[EXCERPTED RECORDS Boundary: Start]

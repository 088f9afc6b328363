use file_server::{create_app, AppState, ServerConfig};
use shared::db::repositories::PhotoRepository;
use shared::storage::factory::{create_settings_provider, create_storage_provider};
use shared::{DatabasePool, InMemoryPhotoCatalog, PhotoCatalog};
use std::net::SocketAddr;
use std::sync::Arc;
use tracing::{info, warn};

#[tokio::main]
async fn main() -> anyhow::Result<()> {
    dotenvy::dotenv().ok();
    shared::telemetry::init_tracing("file-server");

    let config = ServerConfig::from_env()?;
    info!("Starting file server on {}:{}", config.host, config.port);

    let settings = create_settings_provider(&config.settings).await?;
    let storage = create_storage_provider(&config.storage, settings.clone())?;

    let catalog: Arc<dyn PhotoCatalog> = match &config.database {
        Some(database) => {
            let pool = DatabasePool::from_config(database).await?;
            Arc::new(PhotoRepository::new(pool.pool()))
        }
        None => {
            warn!("DATABASE_URL not set, anonymous requests will not match any photo");
            Arc::new(InMemoryPhotoCatalog::new())
        }
    };

    if config.session_secret.is_none() {
        warn!("SESSION_SECRET not set, every request is treated as anonymous");
    }

    let state = AppState::new(storage, settings, catalog, config.session_secret.as_deref());
    let app = create_app(state);

    let addr: SocketAddr = format!("{}:{}", config.host, config.port).parse()?;
    let listener = tokio::net::TcpListener::bind(&addr).await?;
    info!("File server listening on {}", addr);
    axum::serve(listener, app).await?;

    Ok(())
}
/// Unwrap the `{code, message, data}` envelope. A non-200 `code` or a null
/// `data` means the service does not know the path.
fn meta_node(json: &Value) -> Option<&Value> {
    if let Some(code) = json.get("code").and_then(Value::as_i64) {
        if code != 200 {
            return None;
        }
    }
    match json.get("data") {
        Some(data) if data.is_object() => Some(data),
        Some(_) => None,
        None if json.is_object() => Some(json),
        None => None,
    }
}

fn parse_modified(node: &Value) -> Option<DateTime<Utc>> {
    ["modified", "lastModified", "mtime"]
        .iter()
        .find_map(|field| node.get(*field).and_then(Value::as_str))
        .and_then(|value| DateTime::parse_from_rfc3339(value).ok())
        .map(|dt| dt.with_timezone(&Utc))
}

async fn read_success_body(response: Response) -> Option<Vec<u8>> {
    if !response.status().is_success() {
        return None;
    }
    response.bytes().await.ok().map(|bytes| bytes.to_vec())
}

[EXCERPTED RECORDS Boundary: End]

AIM OF THE EXERCISE —
Take the records above and return them exactly as written.

TASK ANSWER —
repository 088f9afc6b328363
use file_server::{create_app, AppState, ServerConfig};
use shared::db::repositories::PhotoRepository;
use shared::storage::factory::{create_settings_provider, create_storage_provider};
use shared::{DatabasePool, InMemoryPhotoCatalog, PhotoCatalog};
use std::net::SocketAddr;
use std::sync::Arc;
use tracing::{info, warn};

#[tokio::main]
async fn main() -> anyhow::Result<()> {
    dotenvy::dotenv().ok();
    shared::telemetry::init_tracing("file-server");

    let config = ServerConfig::from_env()?;
    info!("Starting file server on {}:{}", config.host, config.port);

    let settings = create_settings_provider(&config.settings).await?;
    let storage = create_storage_provider(&config.storage, settings.clone())?;

    let catalog: Arc<dyn PhotoCatalog> = match &config.database {
        Some(database) => {
            let pool = DatabasePool::from_config(database).await?;
            Arc::new(PhotoRepository::new(pool.pool()))
        }
        None => {
            warn!("DATABASE_URL not set, anonymous requests will not match any photo");
            Arc::new(InMemoryPhotoCatalog::new())
        }
    };

    if config.session_secret.is_none() {
        warn!("SESSION_SECRET not set, every request is treated as anonymous");
    }

    let state = AppState::new(storage, settings, catalog, config.session_secret.as_deref());
    let app = create_app(state);

    let addr: SocketAddr = format!("{}:{}", config.host, config.port).parse()?;
    let listener = tokio::net::TcpListener::bind(&addr).await?;
    info!("File server listening on {}", addr);
    axum::serve(listener, app).await?;

    Ok(())
}
/// Unwrap the `{code, message, data}` envelope. A non-200 `code` or a null
/// `data` means the service does not know the path.
fn meta_node(json: &Value) -> Option<&Value> {
    if let Some(code) = json.get("code").and_then(Value::as_i64) {
        if code != 200 {
            return None;
        }
    }
    match json.get("data") {
        Some(data) if data.is_object() => Some(data),
        Some(_) => None,
        None if json.is_object() => Some(json),
        None => None,
    }
}

fn parse_modified(node: &Value) -> Option<DateTime<Utc>> {
    ["modified", "lastModified", "mtime"]
        .iter()
        .find_map(|field| node.get(*field).and_then(Value::as_str))
        .and_then(|value| DateTime::parse_from_rfc3339(value).ok())
        .map(|dt| dt.with_timezone(&Utc))
}

async fn read_success_body(response: Response) -> Option<Vec<u8>> {
    if !response.status().is_success() {
        return None;
    }
    response.bytes().await.ok().map(|bytes| bytes.to_vec())
}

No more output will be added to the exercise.